The ICU nurse, marching officiously
about the room clicking off this
respirator and that life-support
contraption, was on this dad's dad
and his pack of hillbilly kin to quick
make some funerary decisions and get
granmaw's flippin' carcass the hell
out of ICU to make way for the
next (mostly) living, paying customer.
It was a touching Walton sort-of
moment. One I have passed on
to my own spawn, my gramma's great-
grandchildren, if you are lineage-minded.
It was a moment I am sure I will
share again and again well
into the next millennium should
I have the luck to graduate
(at some future time and on some
future browser), to "grandads.com."
The telling of this bizarre, yet
absolutely true tale, comes with
some critically important baggage.
First off, my long-suffering wife,
who has been force-fed each
pulse-pounding edition (?) of
dads.com, exhorted me to torpedo
the piece --- that
the story is just "too sick."
Secondly, my brother, with whom
I have shaken the ancient
Hungarian/Bohemian/Hillbilly family tree,
freeing dozens of scoundrels and
closeted dirty-dealing gypsy
skeletons, was not only insistent
on having input into the retelling
of the story, but in one genealogical
delirium lobbied aggressively to guest-author
this particular edition of dads.com.
I apologized to my bride, assuring
her I would deal with the topic
(as you readers all can attest, having
perused past dads), with the utmost taste
and élan.
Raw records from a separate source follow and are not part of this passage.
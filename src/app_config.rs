use anyhow::{anyhow, Result};
use serde::{Deserialize, Serialize};
use std::default::Default;
use std::fs;
use std::path::Path;

/// Application configuration module
/// This module holds the knobs the pipeline consumes: chunking, model
/// selection, retry pacing and feature flags, along with API key loading.
/// Represents the application configuration
#[derive(Debug, Serialize, Deserialize, Clone)]
pub struct Config {
    /// Number of subtitle records per remote-call chunk.
    /// Changing this invalidates any prior chunk progress.
    #[serde(default = "default_chunk_size")]
    pub chunk_size: usize,

    /// Primary model identifier
    #[serde(default = "default_primary_model")]
    pub primary_model: String,

    /// Secondary model used for a single fallback attempt per chunk
    #[serde(default = "default_fallback_model")]
    pub fallback_model: String,

    /// Service endpoint URL
    #[serde(default = "default_endpoint")]
    pub endpoint: String,

    /// API key (usually loaded from the environment, not the config file)
    #[serde(default = "String::new")]
    pub api_key: String,

    /// Sampling temperature for generation
    #[serde(default = "default_temperature")]
    pub temperature: f32,

    /// Request timeout in seconds
    #[serde(default = "default_timeout_secs")]
    pub timeout_secs: u64,

    /// Enable the second-pass review stage
    #[serde(default)]
    pub review: bool,

    /// Allow the service to split long records into sub-line segments
    #[serde(default = "default_true")]
    pub split_segments: bool,

    /// User-supplied terminology, "term:description" pairs separated by commas
    #[serde(default)]
    pub user_terms: Option<String>,

    /// Pacing and failure-budget configuration
    #[serde(default)]
    pub pacing: PacingConfig,

    /// Log level
    #[serde(default)]
    pub log_level: LogLevel,
}

/// Inter-chunk pacing and failure-budget settings
#[derive(Debug, Serialize, Deserialize, Clone)]
pub struct PacingConfig {
    /// Minimum delay between chunk calls, in seconds
    #[serde(default = "default_min_delay_secs")]
    pub min_delay_secs: u64,

    /// Maximum adaptive delay between chunk calls, in seconds
    #[serde(default = "default_max_delay_secs")]
    pub max_delay_secs: u64,

    /// Consecutive chunk failures before the pipeline-wide cooldown
    #[serde(default = "default_failure_threshold")]
    pub failure_threshold: u32,

    /// Pipeline-wide cooldown after the failure budget is exhausted, in seconds
    #[serde(default = "default_cooldown_secs")]
    pub cooldown_secs: u64,
}

impl Default for PacingConfig {
    fn default() -> Self {
        Self {
            min_delay_secs: default_min_delay_secs(),
            max_delay_secs: default_max_delay_secs(),
            failure_threshold: default_failure_threshold(),
            cooldown_secs: default_cooldown_secs(),
        }
    }
}

/// Log level for the application
#[derive(Debug, Serialize, Deserialize, Clone, PartialEq, Default)]
#[serde(rename_all = "lowercase")]
pub enum LogLevel {
    /// Only errors
    Error,
    /// Errors and warnings
    Warn,
    /// Normal operational output
    #[default]
    Info,
    /// Verbose diagnostics
    Debug,
    /// Everything
    Trace,
}

impl LogLevel {
    /// Convert to the log crate's level filter
    pub fn to_level_filter(&self) -> log::LevelFilter {
        match self {
            Self::Error => log::LevelFilter::Error,
            Self::Warn => log::LevelFilter::Warn,
            Self::Info => log::LevelFilter::Info,
            Self::Debug => log::LevelFilter::Debug,
            Self::Trace => log::LevelFilter::Trace,
        }
    }
}

fn default_chunk_size() -> usize {
    300
}

fn default_primary_model() -> String {
    "gemini-2.0-flash".to_string()
}

fn default_fallback_model() -> String {
    "gemini-1.5-flash".to_string()
}

fn default_endpoint() -> String {
    "https://generativelanguage.googleapis.com".to_string()
}

fn default_temperature() -> f32 {
    0.1
}

fn default_timeout_secs() -> u64 {
    120
}

fn default_true() -> bool {
    true
}

fn default_min_delay_secs() -> u64 {
    2
}

fn default_max_delay_secs() -> u64 {
    120
}

fn default_failure_threshold() -> u32 {
    3
}

fn default_cooldown_secs() -> u64 {
    300
}

impl Default for Config {
    fn default() -> Self {
        Self {
            chunk_size: default_chunk_size(),
            primary_model: default_primary_model(),
            fallback_model: default_fallback_model(),
            endpoint: default_endpoint(),
            api_key: String::new(),
            temperature: default_temperature(),
            timeout_secs: default_timeout_secs(),
            review: false,
            split_segments: default_true(),
            user_terms: None,
            pacing: PacingConfig::default(),
            log_level: LogLevel::default(),
        }
    }
}

impl Config {
    /// Validate the configuration values
    pub fn validate(&self) -> Result<()> {
        if self.chunk_size == 0 {
            return Err(anyhow!("chunk_size must be at least 1"));
        }
        if self.primary_model.trim().is_empty() {
            return Err(anyhow!("primary_model must not be empty"));
        }
        if self.pacing.min_delay_secs > self.pacing.max_delay_secs {
            return Err(anyhow!(
                "pacing.min_delay_secs ({}) must not exceed pacing.max_delay_secs ({})",
                self.pacing.min_delay_secs,
                self.pacing.max_delay_secs
            ));
        }
        if self.pacing.failure_threshold == 0 {
            return Err(anyhow!("pacing.failure_threshold must be at least 1"));
        }
        Ok(())
    }
}

/// Environment variable holding the API key
pub const API_KEY_ENV_VAR: &str = "GEMINI_API_KEY";

/// Load the API key from the environment, falling back to a `.env` file
/// in the current directory. A missing key is a fatal configuration error.
pub fn load_api_key() -> Result<String> {
    if let Ok(key) = std::env::var(API_KEY_ENV_VAR) {
        let key = key.trim().to_string();
        if !key.is_empty() {
            return Ok(key);
        }
    }

    if let Some(key) = read_env_file_key(Path::new(".env")) {
        return Ok(key);
    }

    Err(anyhow!(
        "{} not found. Either export it, or create a .env file containing {}=your-api-key",
        API_KEY_ENV_VAR,
        API_KEY_ENV_VAR
    ))
}

/// Read the API key from a `.env`-style file, if present
pub fn read_env_file_key(path: &Path) -> Option<String> {
    let content = fs::read_to_string(path).ok()?;
    for line in content.lines() {
        let line = line.trim();
        if let Some(value) = line.strip_prefix(&format!("{}=", API_KEY_ENV_VAR)) {
            let value = value.trim().trim_matches('"').trim_matches('\'').to_string();
            if !value.is_empty() {
                return Some(value);
            }
        }
    }
    None
}
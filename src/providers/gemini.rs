use std::time::Duration;
use async_trait::async_trait;
use serde::{Serialize, Deserialize};
use reqwest::Client;
use log::error;
use url::Url;

use crate::errors::ProviderError;
use super::{GenerationRequest, TextGenerator};

/// Gemini client for the Google generateContent API
#[derive(Debug)]
pub struct Gemini {
    /// HTTP client for API requests
    client: Client,
    /// API key for authentication
    api_key: String,
    /// API endpoint URL (optional, defaults to the public API)
    endpoint: String,
}

/// Gemini generateContent request body
#[derive(Debug, Serialize)]
#[serde(rename_all = "camelCase")]
struct GeminiRequest {
    /// System instruction guiding the model
    #[serde(skip_serializing_if = "Option::is_none")]
    system_instruction: Option<GeminiContent>,

    /// Conversation contents
    contents: Vec<GeminiContent>,

    /// Generation parameters
    generation_config: GenerationConfig,

    /// Safety settings
    safety_settings: Vec<SafetySetting>,
}

/// A content block: a role plus text parts
#[derive(Debug, Serialize, Deserialize)]
struct GeminiContent {
    #[serde(skip_serializing_if = "Option::is_none")]
    role: Option<String>,

    parts: Vec<GeminiPart>,
}

/// A single text part
#[derive(Debug, Serialize, Deserialize)]
struct GeminiPart {
    text: String,
}

/// Generation parameters
#[derive(Debug, Serialize)]
#[serde(rename_all = "camelCase")]
struct GenerationConfig {
    temperature: f32,
    response_mime_type: String,
}

/// Safety category threshold override
#[derive(Debug, Serialize)]
#[serde(rename_all = "camelCase")]
struct SafetySetting {
    category: String,
    threshold: String,
}

/// Gemini generateContent response body
#[derive(Debug, Deserialize)]
struct GeminiResponse {
    #[serde(default)]
    candidates: Vec<GeminiCandidate>,
}

/// One response candidate
#[derive(Debug, Deserialize)]
struct GeminiCandidate {
    content: Option<GeminiContent>,
}

// Subtitle transcripts regularly trip over default thresholds, so every
// category is turned off the way the upstream job configures it.
fn permissive_safety_settings() -> Vec<SafetySetting> {
    [
        "HARM_CATEGORY_HATE_SPEECH",
        "HARM_CATEGORY_HARASSMENT",
        "HARM_CATEGORY_SEXUALLY_EXPLICIT",
        "HARM_CATEGORY_DANGEROUS_CONTENT",
    ]
    .iter()
    .map(|category| SafetySetting {
        category: (*category).to_string(),
        threshold: "BLOCK_NONE".to_string(),
    })
    .collect()
}

impl Gemini {
    /// Create a new Gemini client
    pub fn new(api_key: impl Into<String>, endpoint: impl Into<String>, timeout_secs: u64) -> Self {
        Self {
            client: Client::builder()
                .timeout(Duration::from_secs(timeout_secs))
                .build()
                .unwrap_or_default(),
            api_key: api_key.into(),
            endpoint: endpoint.into(),
        }
    }

    /// Build the generateContent URL for a model
    fn api_url(&self, model: &str) -> Result<String, ProviderError> {
        let base = if self.endpoint.is_empty() {
            "https://generativelanguage.googleapis.com".to_string()
        } else {
            self.endpoint.trim_end_matches('/').to_string()
        };

        let url = format!("{}/v1beta/models/{}:generateContent", base, model);
        Url::parse(&url)
            .map_err(|e| ProviderError::RequestFailed(format!("Invalid endpoint URL {}: {}", url, e)))?;
        Ok(url)
    }

    /// Extract the concatenated text of the first candidate
    fn extract_text(response: &GeminiResponse) -> Result<String, ProviderError> {
        let text: String = response
            .candidates
            .first()
            .and_then(|c| c.content.as_ref())
            .map(|content| {
                content
                    .parts
                    .iter()
                    .map(|p| p.text.as_str())
                    .collect::<Vec<_>>()
                    .concat()
            })
            .unwrap_or_default();

        if text.trim().is_empty() {
            return Err(ProviderError::ParseError(
                "Response contained no candidate text".to_string(),
            ));
        }
        Ok(text)
    }
}

#[async_trait]
impl TextGenerator for Gemini {
    async fn generate(&self, request: GenerationRequest) -> Result<String, ProviderError> {
        let api_url = self.api_url(&request.model)?;

        let system_instruction = if request.system_prompt.is_empty() {
            None
        } else {
            Some(GeminiContent {
                role: None,
                parts: vec![GeminiPart {
                    text: request.system_prompt.clone(),
                }],
            })
        };

        let body = GeminiRequest {
            system_instruction,
            contents: vec![GeminiContent {
                role: Some("user".to_string()),
                parts: vec![GeminiPart {
                    text: request.prompt.clone(),
                }],
            }],
            generation_config: GenerationConfig {
                temperature: request.temperature,
                response_mime_type: "application/json".to_string(),
            },
            safety_settings: permissive_safety_settings(),
        };

        let response = self
            .client
            .post(&api_url)
            .header("Content-Type", "application/json")
            .header("x-goog-api-key", &self.api_key)
            .json(&body)
            .send()
            .await
            .map_err(|e| ProviderError::RequestFailed(format!("Failed to send request to Gemini API: {}", e)))?;

        let status = response.status();
        if !status.is_success() {
            let error_text = response
                .text()
                .await
                .unwrap_or_else(|_| "Failed to get error response text".to_string());
            error!("Gemini API error ({}): {}", status, error_text);

            return Err(match status.as_u16() {
                429 => ProviderError::RateLimitExceeded(error_text),
                401 | 403 => ProviderError::AuthenticationError(error_text),
                code => ProviderError::ApiError {
                    status_code: code,
                    message: error_text,
                },
            });
        }

        let gemini_response = response
            .json::<GeminiResponse>()
            .await
            .map_err(|e| ProviderError::ParseError(format!("Failed to parse Gemini API response: {}", e)))?;

        Self::extract_text(&gemini_response)
    }
}
/*!
 * Tests for configuration defaults, validation and API key loading
 */

use std::fs;
use anyhow::Result;
use tempfile::tempdir;

use bisub::app_config::{read_env_file_key, Config, LogLevel, API_KEY_ENV_VAR};

/// Test the default configuration values
#[test]
fn test_config_default_shouldMatchDocumentedValues() {
    let config = Config::default();
    assert_eq!(config.chunk_size, 300);
    assert_eq!(config.primary_model, "gemini-2.0-flash");
    assert_eq!(config.fallback_model, "gemini-1.5-flash");
    assert_eq!(config.temperature, 0.1);
    assert_eq!(config.timeout_secs, 120);
    assert!(!config.review);
    assert!(config.split_segments);
    assert_eq!(config.pacing.min_delay_secs, 2);
    assert_eq!(config.pacing.max_delay_secs, 120);
    assert_eq!(config.pacing.failure_threshold, 3);
    assert_eq!(config.pacing.cooldown_secs, 300);
    assert_eq!(config.log_level, LogLevel::Info);
}

/// Test deserialization fills every omitted field with its default
#[test]
fn test_config_deserialize_withPartialInput_shouldUseDefaults() -> Result<()> {
    let config: Config = serde_json::from_str(r#"{"chunk_size": 50, "review": true}"#)?;
    assert_eq!(config.chunk_size, 50);
    assert!(config.review);
    assert_eq!(config.primary_model, "gemini-2.0-flash");
    assert_eq!(config.pacing.cooldown_secs, 300);
    Ok(())
}

/// Test validation rejects inconsistent values
#[test]
fn test_config_validate_withBadValues_shouldFail() {
    let ok = Config::default();
    assert!(ok.validate().is_ok());

    let mut bad = Config::default();
    bad.chunk_size = 0;
    assert!(bad.validate().is_err());

    let mut bad = Config::default();
    bad.primary_model = "  ".to_string();
    assert!(bad.validate().is_err());

    let mut bad = Config::default();
    bad.pacing.min_delay_secs = 200;
    assert!(bad.validate().is_err());

    let mut bad = Config::default();
    bad.pacing.failure_threshold = 0;
    assert!(bad.validate().is_err());
}

/// Test log level conversion
#[test]
fn test_log_level_to_level_filter_shouldMapAll() {
    assert_eq!(LogLevel::Error.to_level_filter(), log::LevelFilter::Error);
    assert_eq!(LogLevel::Warn.to_level_filter(), log::LevelFilter::Warn);
    assert_eq!(LogLevel::Info.to_level_filter(), log::LevelFilter::Info);
    assert_eq!(LogLevel::Debug.to_level_filter(), log::LevelFilter::Debug);
    assert_eq!(LogLevel::Trace.to_level_filter(), log::LevelFilter::Trace);
}

/// Test .env file parsing finds the key and strips quoting
#[test]
fn test_read_env_file_key_withDotEnv_shouldExtractKey() -> Result<()> {
    let dir = tempdir()?;
    let path = dir.path().join(".env");

    fs::write(
        &path,
        format!("# comment\nOTHER=1\n{}=\"abc123\"\n", API_KEY_ENV_VAR),
    )?;
    assert_eq!(read_env_file_key(&path).as_deref(), Some("abc123"));

    fs::write(&path, format!("{}=   \n", API_KEY_ENV_VAR))?;
    assert_eq!(read_env_file_key(&path), None);

    assert_eq!(read_env_file_key(&dir.path().join("missing.env")), None);

    Ok(())
}
use crate::config::types::Config;
use crate::config::validation::validate;
use crate::ConfigError;
use sha2::{Digest, Sha256};
use std::path::Path;

/// Loads and parses a configuration file from the given path
///
/// # Arguments
///
/// * `path` - Path to the TOML configuration file
///
/// # Returns
///
/// * `Ok(Config)` - Successfully loaded and validated configuration
/// * `Err(ConfigError)` - Failed to load, parse, or validate the configuration
///
/// # Example
///
/// ```no_run
/// use std::path::Path;
/// use quote_harvest::config::load_config;
///
/// let config = load_config(Path::new("config.toml")).unwrap();
/// println!("Lookups in flight: {}", config.crawler.max_concurrent_lookups);
/// ```
pub fn load_config(path: &Path) -> Result<Config, ConfigError> {
    let content = std::fs::read_to_string(path)?;
    let config: Config = toml::from_str(&content)?;
    validate(&config)?;
    tracing::debug!("Loaded configuration for {}", config.site.base_url);
    Ok(config)
}

/// Computes a SHA-256 hash of the configuration file content
///
/// The fingerprint is logged at start-up so a run can be matched to the exact
/// configuration that produced it.
///
/// # Arguments
///
/// * `path` - Path to the TOML configuration file
///
/// # Returns
///
/// * `Ok(String)` - Hex-encoded SHA-256 hash of the file content
/// * `Err(ConfigError)` - Failed to read the file
pub fn compute_config_hash(path: &Path) -> Result<String, ConfigError> {
    let content = std::fs::read_to_string(path)?;
    Ok(hex::encode(Sha256::digest(content.as_bytes())))
}

/// Loads a configuration and returns both the config and its hash
///
/// # Arguments
///
/// * `path` - Path to the TOML configuration file
///
/// # Returns
///
/// * `Ok((Config, String))` - Successfully loaded configuration and its hash
/// * `Err(ConfigError)` - Failed to load or parse the configuration
pub fn load_config_with_hash(path: &Path) -> Result<(Config, String), ConfigError> {
    let config = load_config(path)?;
    let hash = compute_config_hash(path)?;
    Ok((config, hash))
}
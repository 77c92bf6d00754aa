use std::fmt;

/// A single quote as extracted from a listing page
///
/// `text`, `author` and every tag are whitespace-normalized when built through
/// [`QuoteRecord::new`]. `author_info` stays `None` until enrichment succeeds.
#[derive(Debug, Clone, PartialEq, Eq)]
pub struct QuoteRecord {
    pub text: String,
    pub author: String,
    pub tags: Vec<String>,
    pub author_info: Option<String>,
}

/// Identity of a quote; tags and biography do not participate
#[derive(Debug, Clone, PartialEq, Eq, Hash)]
pub struct IdentityKey {
    pub text: String,
    pub author: String,
}

impl QuoteRecord {
    /// Builds a record, normalizing the text, the author and each tag
    pub fn new<I, S>(text: &str, author: &str, tags: I) -> Self
    where
        I: IntoIterator<Item = S>,
        S: AsRef<str>,
    {
        Self {
            text: clean_text(text),
            author: clean_text(author),
            tags: tags.into_iter().map(|t| clean_text(t.as_ref())).collect(),
            author_info: None,
        }
    }

    pub fn identity(&self) -> IdentityKey {
        IdentityKey {
            text: self.text.clone(),
            author: self.author.clone(),
        }
    }

    /// Tags as stored: comma plus single space between labels
    pub fn joined_tags(&self) -> String {
        self.tags.join(", ")
    }

    pub fn with_author_info(mut self, author_info: impl Into<String>) -> Self {
        self.author_info = Some(author_info.into());
        self
    }
}

impl fmt::Display for QuoteRecord {
    fn fmt(&self, f: &mut fmt::Formatter<'_>) -> fmt::Result {
        write!(f, "{} ({})", self.text, self.author)
    }
}

/// Collapses every whitespace run (spaces, tabs, newlines) into a single space
/// and trims both ends
pub fn clean_text(raw: &str) -> String {
    raw.split_whitespace().collect::<Vec<_>>().join(" ")
}

/// A record is usable only if both its text and its author are non-empty
pub fn is_valid(quote: &QuoteRecord) -> bool {
    !quote.text.is_empty() && !quote.author.is_empty()
}
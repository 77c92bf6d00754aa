//! Markdown export of the persisted corpus
//!
//! Quotes are grouped under their author, in the order each author first
//! appears in the store.

use crate::output::OutputResult;
use crate::storage::QuoteRow;
use std::fs::File;
use std::io::Write;
use std::path::Path;

/// Writes the markdown export of `rows` to `output_path`
///
/// # Arguments
///
/// * `rows` - Persisted quotes, in insertion order
/// * `output_path` - Path where the markdown file should be written
pub fn generate_markdown_summary(rows: &[QuoteRow], output_path: &Path) -> OutputResult<()> {
    let markdown = format_markdown_summary(rows);

    let mut file = File::create(output_path)?;
    file.write_all(markdown.as_bytes())?;

    Ok(())
}

/// Formats persisted quotes as markdown
pub fn format_markdown_summary(rows: &[QuoteRow]) -> String {
    let mut md = String::new();

    md.push_str("# Quote Harvest\n\n");
    md.push_str(&format!("- **Quotes**: {}\n", rows.len()));
    if let Some(first) = rows.first() {
        md.push_str(&format!("- **Scraped**: {}\n", first.scraped_at));
    }
    md.push('\n');

    let mut authors: Vec<&str> = Vec::new();
    for row in rows {
        if !authors.contains(&row.author.as_str()) {
            authors.push(&row.author);
        }
    }

    for author in authors {
        md.push_str(&format!("## {}\n\n", author));

        let mut bio_written = false;
        for row in rows.iter().filter(|r| r.author == author) {
            if !bio_written {
                if let Some(bio) = &row.author_info {
                    md.push_str(&format!("_{}_\n\n", bio));
                }
                bio_written = true;
            }

            md.push_str(&format!("> {}\n", row.text));
            if !row.tags.is_empty() {
                md.push_str(&format!("\nTags: {}\n", row.tags));
            }
            md.push('\n');
        }
    }

    md
}
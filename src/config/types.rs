use serde::Deserialize;
use url::Url;

/// Main configuration structure for Quote-Harvest
#[derive(Debug, Clone, Deserialize)]
pub struct Config {
    pub site: SiteConfig,
    #[serde(default)]
    pub crawler: CrawlerConfig,
    #[serde(rename = "user-agent")]
    pub user_agent: UserAgentConfig,
    pub output: OutputConfig,
}

/// Layout of the listing site being harvested
#[derive(Debug, Clone, Deserialize)]
pub struct SiteConfig {
    /// Absolute base URL; relative next-page and author links resolve against it
    #[serde(rename = "base-url")]
    pub base_url: String,

    /// Path of the first listing page
    #[serde(rename = "start-path", default = "default_start_path")]
    pub start_path: String,

    /// Path prefix of author biography pages; the author slug is appended
    #[serde(rename = "author-path-prefix", default = "default_author_path_prefix")]
    pub author_path_prefix: String,

    /// Path of the single random-quote page
    #[serde(rename = "random-path", default = "default_random_path")]
    pub random_path: String,
}

impl SiteConfig {
    /// Parses the configured base URL
    pub fn base_url(&self) -> Result<Url, url::ParseError> {
        Url::parse(&self.base_url)
    }

    /// Absolute URL of the first listing page
    pub fn start_url(&self) -> Result<Url, url::ParseError> {
        self.base_url()?.join(&self.start_path)
    }

    /// Absolute URL of the random-quote page
    pub fn random_url(&self) -> Result<Url, url::ParseError> {
        self.base_url()?.join(&self.random_path)
    }
}

/// Crawler behavior configuration
#[derive(Debug, Clone, Deserialize)]
pub struct CrawlerConfig {
    /// Maximum number of biography lookups in flight at once
    #[serde(rename = "max-concurrent-lookups", default = "default_max_concurrent_lookups")]
    pub max_concurrent_lookups: u32,

    /// What a failed listing-page fetch does to the crawl
    #[serde(rename = "on-page-error", default)]
    pub on_page_error: PageErrorPolicy,

    /// Per-request timeout in seconds
    #[serde(rename = "request-timeout-secs", default = "default_request_timeout_secs")]
    pub request_timeout_secs: u64,
}

impl Default for CrawlerConfig {
    fn default() -> Self {
        Self {
            max_concurrent_lookups: default_max_concurrent_lookups(),
            on_page_error: PageErrorPolicy::default(),
            request_timeout_secs: default_request_timeout_secs(),
        }
    }
}

/// Policy applied when a listing page cannot be fetched
#[derive(Debug, Clone, Copy, PartialEq, Eq, Default, Deserialize)]
#[serde(rename_all = "kebab-case")]
pub enum PageErrorPolicy {
    /// End the crawl quietly and keep every page gathered so far
    #[default]
    Stop,

    /// Fail the whole run; nothing is persisted
    Abort,
}

/// User agent identification configuration
#[derive(Debug, Clone, Deserialize)]
pub struct UserAgentConfig {
    /// Name of the crawler
    #[serde(rename = "crawler-name")]
    pub crawler_name: String,

    /// Version of the crawler
    #[serde(rename = "crawler-version")]
    pub crawler_version: String,
}

/// Output configuration
#[derive(Debug, Clone, Deserialize)]
pub struct OutputConfig {
    /// Path to the SQLite database file
    #[serde(rename = "database-path")]
    pub database_path: String,

    /// Path to the markdown export
    #[serde(rename = "summary-path", default = "default_summary_path")]
    pub summary_path: String,
}

fn default_start_path() -> String {
    "/page/1/".to_string()
}

fn default_author_path_prefix() -> String {
    "/author/".to_string()
}

fn default_random_path() -> String {
    "/random".to_string()
}

fn default_max_concurrent_lookups() -> u32 {
    10
}

fn default_request_timeout_secs() -> u64 {
    30
}

fn default_summary_path() -> String {
    "./quotes.md".to_string()
}
//! Crawler module for fetching and processing quote pages
//!
//! This module contains the core harvesting logic, including:
//! - HTTP fetching behind the `Fetcher` seam
//! - Markup extraction for listing and author pages
//! - The sequential pagination walk
//! - Bounded-concurrency author enrichment
//! - Overall pipeline coordination

mod enricher;
mod extractor;
mod fetcher;
mod pipeline;
mod walker;

pub use enricher::AuthorEnricher;
pub use extractor::{
    extract_author_details, extract_first_quote, extract_page, ExtractError, ExtractedPage,
};
pub use fetcher::{build_http_client, FetchError, Fetcher, HttpFetcher};
pub use pipeline::{harvest, HarvestReport, Pipeline};
pub use walker::{Cursor, PaginationWalker, Termination, WalkOutcome};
I set off to conduct a
number of in-depth interviews
with my only sib to recount the tragic,
tragic demise and the subsequent
cost-conscious disposal of the
earthly remains of our dearly-departed kin.
Grandmother was dead, to begin with,
there is no doubt whatever about that.
But her long-feuding sons, unable to
articulate their common desire to plant
mama on the cheap in the
face of their faux agony and histrionic
hillbilly grief, opted to do the only
thing they could to rationalize
their dignity forever and ever amen
--- they abdicated.
That's how my brother (himself a dad,
of course), and I wound up ejecting
our dead granny's feuding
progeny from the ICU cubicle, and
unwittingly planning her transition
to the next world with only the
assistance of the good book, the common
thread of mankind,
the Yellow Pages.
I touched her forehead and she was still
warmish. My brother grimaced
from across the room as we breathed in
the claustrophobic, uncirculated air
of the dead into which she had
exhaled her last. It seemed like there
was some sickish familial closure there.
We waited to see if her fingernails
or her hair would blossom forth in
Howard Hughes or Rapunzel-like abundance.
They did not.
She was just sort of
ruined, just sort of blue and old,
and really sort of dead.
We had had only the most superficial
of brushes with death before. In our
teeny-weeny home as pups,
during an Adam West "Batman" in which
Frank Gorshin was about to get his
again, we witnessed
through the living room window,
our neighbor getting his instead.
He came stumbling all purply into his
bedroom, clutching at his chest and
trashing all the bric-a-brac on top
of his bureau (searching for his nitro, no
doubt). He went down hard and never
came back up.
The Riddler, however,
was back next week,
bat-time, same bat-channel.
Some guys my brother rustled up
from the 'pages were only too glad
to come on out to the ICU, mitigate
our grief and sell us an absolutely
splendiferous package with which
we'd send Granny off into the brilliant
light of the nether world.
Gramma was getting pretty cold and
pretty darn blue by the time the
gruesome twosome arrived. One was
the sort-of Igor guy, who nodded
and blinked and went "uh-huh, uh-huh"
when prompted by his Charon-
like comrade. The Charon one,
the Brains of the duo, may just as
well have been selling us a rusty
Plymouth Duster with which he'd ferry
our good dead granny across the
river Styx, for my brother and I
knew, judging from her life's parade
of despicable deeds, that that
was surely her destination.
"If you wanna good box, we're talkin'
over 5K," he proffered, munching on
a cigar unlit in deference to
the presence of pure oxygen on the ward.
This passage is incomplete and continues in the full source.